Philosophers and Poets

Wittgenstein said that “the civil status of a contradiction” is the philosophical problem (PI§125). The philosopher’s problem is to sort out how we got into a contradiction and how we might proceed — how we “can go on,” as he put it. Following Ezra Pound, I have long argued that the poet’s problem can be expressed analogously as “the civil status of seduction”. In his writings on the Troubadours, Pound argued that they struggled to find fit words to express the sufferings of lovers otherwise embroiled in a variety of ambient intrigue, including their, let us say, official or “civil” unions, their formal marriages. “Courtly love” was the sort of passion you could pursue in a royal court, while observing your official duties. “Official wisdom”, we might say, is the logic of mainstream science. Poets and philosophers, in any case, use language to make the complexities of civil, public life explicit. They make them subjects and objects of discourse.

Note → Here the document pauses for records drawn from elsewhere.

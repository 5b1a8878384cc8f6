use serde::{Deserialize, Deserializer, Serialize};
use serde_json::Value;

/// One CMS entry: `{ "id": .., "attributes": { .. } }`.
#[derive(Serialize, Deserialize, Clone, Debug, PartialEq)]
pub(crate) struct Record<A> {
    pub id: u64,
    pub attributes: A,
}

/// Attached file, owned by the record that references it.
#[derive(Serialize, Deserialize, Clone, Debug, PartialEq, Eq)]
pub(crate) struct FileRef {
    /// Path relative to the backend origin (`/uploads/..`), or an absolute URL.
    pub url: String,
    pub name: String,
}

/// Deserialize a media relation into at most one [`FileRef`].
///
/// The CMS nests media as `{ "data": { "attributes": { "url", "name" } } }`,
/// `{ "data": [..] }` for multi-file fields, or `{ "data": null }` when empty.
/// Flattened `{ "url", "name" }` objects and bare URL strings are accepted too.
pub(crate) fn deserialize_media<'de, D>(deserializer: D) -> Result<Option<FileRef>, D::Error>
where
    D: Deserializer<'de>,
{
    let value = Option::<Value>::deserialize(deserializer)?;
    Ok(value.as_ref().and_then(file_ref_from_value))
}

fn file_ref_from_value(value: &Value) -> Option<FileRef> {
    match value {
        Value::Array(items) => items.iter().find_map(file_ref_from_value),
        Value::String(url) => file_ref_from_parts(url, None),
        Value::Object(map) => {
            if let Some(data) = map.get("data") {
                return file_ref_from_value(data);
            }
            if let Some(attrs) = map.get("attributes") {
                return file_ref_from_value(attrs);
            }
            let url = map.get("url").and_then(Value::as_str)?;
            file_ref_from_parts(url, map.get("name").and_then(Value::as_str))
        }
        _ => None,
    }
}

fn file_ref_from_parts(url: &str, name: Option<&str>) -> Option<FileRef> {
    let url = url.trim();
    if url.is_empty() {
        return None;
    }

    let name = name
        .map(str::trim)
        .filter(|n| !n.is_empty())
        .map(str::to_string)
        .unwrap_or_else(|| crate::download::file_name_from_url(url));

    Some(FileRef {
        url: url.to_string(),
        name,
    })
}

fn null_as_empty<'de, D, T>(deserializer: D) -> Result<Vec<T>, D::Error>
where
    D: Deserializer<'de>,
    T: Deserialize<'de>,
{
    Ok(Option::<Vec<T>>::deserialize(deserializer)?.unwrap_or_default())
}

#[derive(Serialize, Deserialize, Clone, Debug, Default, PartialEq, Eq)]
#[serde(rename_all = "camelCase")]
pub(crate) struct PageMeta {
    #[serde(default)]
    pub page: Option<u32>,
    #[serde(default)]
    pub page_size: Option<u32>,
    #[serde(default)]
    pub page_count: Option<u32>,
    #[serde(default)]
    pub total: Option<u64>,
}

#[derive(Serialize, Deserialize, Clone, Debug, Default, PartialEq, Eq)]
pub(crate) struct Meta {
    #[serde(default)]
    pub pagination: Option<PageMeta>,
}

#[derive(Deserialize, Clone, Debug, PartialEq)]
#[serde(bound(deserialize = "A: Deserialize<'de>"))]
pub(crate) struct CollectionResponse<A> {
    #[serde(default = "Vec::new", deserialize_with = "null_as_empty")]
    pub data: Vec<Record<A>>,
    #[serde(default)]
    pub meta: Meta,
}

/// Signed-in user as returned by the auth endpoints.
#[derive(Serialize, Deserialize, Clone, Debug, Default, PartialEq, Eq)]
#[serde(rename_all = "camelCase")]
pub(crate) struct UserProfile {
    pub id: u64,
    #[serde(default)]
    pub username: Option<String>,
    #[serde(default)]
    pub email: Option<String>,
    #[serde(default)]
    pub first_name: Option<String>,
    #[serde(default)]
    pub last_name: Option<String>,
    #[serde(default)]
    pub employee_code: Option<String>,
}

impl UserProfile {
    pub fn display_name(&self) -> String {
        let full = [self.first_name.as_deref(), self.last_name.as_deref()]
            .into_iter()
            .flatten()
            .map(str::trim)
            .filter(|s| !s.is_empty())
            .collect::<Vec<_>>()
            .join(" ");

        if full.is_empty() {
            self.username
                .clone()
                .or_else(|| self.email.clone())
                .unwrap_or_else(|| "Employee".to_string())
        } else {
            full
        }
    }
}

So, just as you can think of yourself as a “boxer” or a “dancer” when writing, perhaps you can think of yourself as a philosopher or a poet. In fact, there may be some natural overlap between these categories. Boxers, let’s say, “contradict” each other, while a dance is always at some level a “seduction”. A philosopher is trying to “win” the argument by arriving at some truth at the end of a deduction or chain of reasoning. I will leave it to Ezra Pound to explain the problems of the thirteenth-century troubadours:

After the compositions of Vidal, Rudel, Ventadour, of Bornelh and Bertrans de Born and Arnaut Daniel, there seemed little chance of doing distinctive work in the ‘canzon de l’amour courtois’. There was no way, or at least there was no man in Provence capable of finding a new way of saying in six closely rhymed strophes that a certain girl, matron or widow was like a certain set of things, and that the troubadour’s virtues were like another set, and that all this was very sorrowful or otherwise, and that there was but one obvious remedy. (Literary Essays, p. 102)

My students no doubt struggle to find a new and distinctive way to conceptualize, analyze and discuss a topic in five coherent paragraphs. But formal requirements, I try to tell them, can be your friend. In all cases, we are trying move the other. As writers, we try to move our reader; but we are not just trying to move them anywhere, we’re not flailing endlessly in an open space, in chaos, hoping we’ll get somewhere. Thinking of yourself as a boxer or a dancer (or a bit of both) lets you take up a “stance”, in the “ring” or on the “floor” of the page, where your problem is better defined. Thinking of yourself as a philosopher or a poet within a literary order might help you find your style.

I mentioned in passing that Vonnegut thought his distinction between “swoopers” and “bashers” might be gendered. He thought women were generally swoopers and men were more likely to be bashers. Today, there’s something a least a little quaint about that observation; some would even find the suggestion offensive. But it’s important to begin with the fact that neither boxing nor dancing are for everyone. Being a man certainly does not immediately qualify you to box, nor does being a woman make you a dancer. In both cases, you have to develop your talent and learn the craft. Though it has become controversial to say so, it shouldn’t surprise us that more men than women end up taking up boxing, or more women than men end up taking ballet. An interest in poetry and philosophy may likewise skew in gendered directions.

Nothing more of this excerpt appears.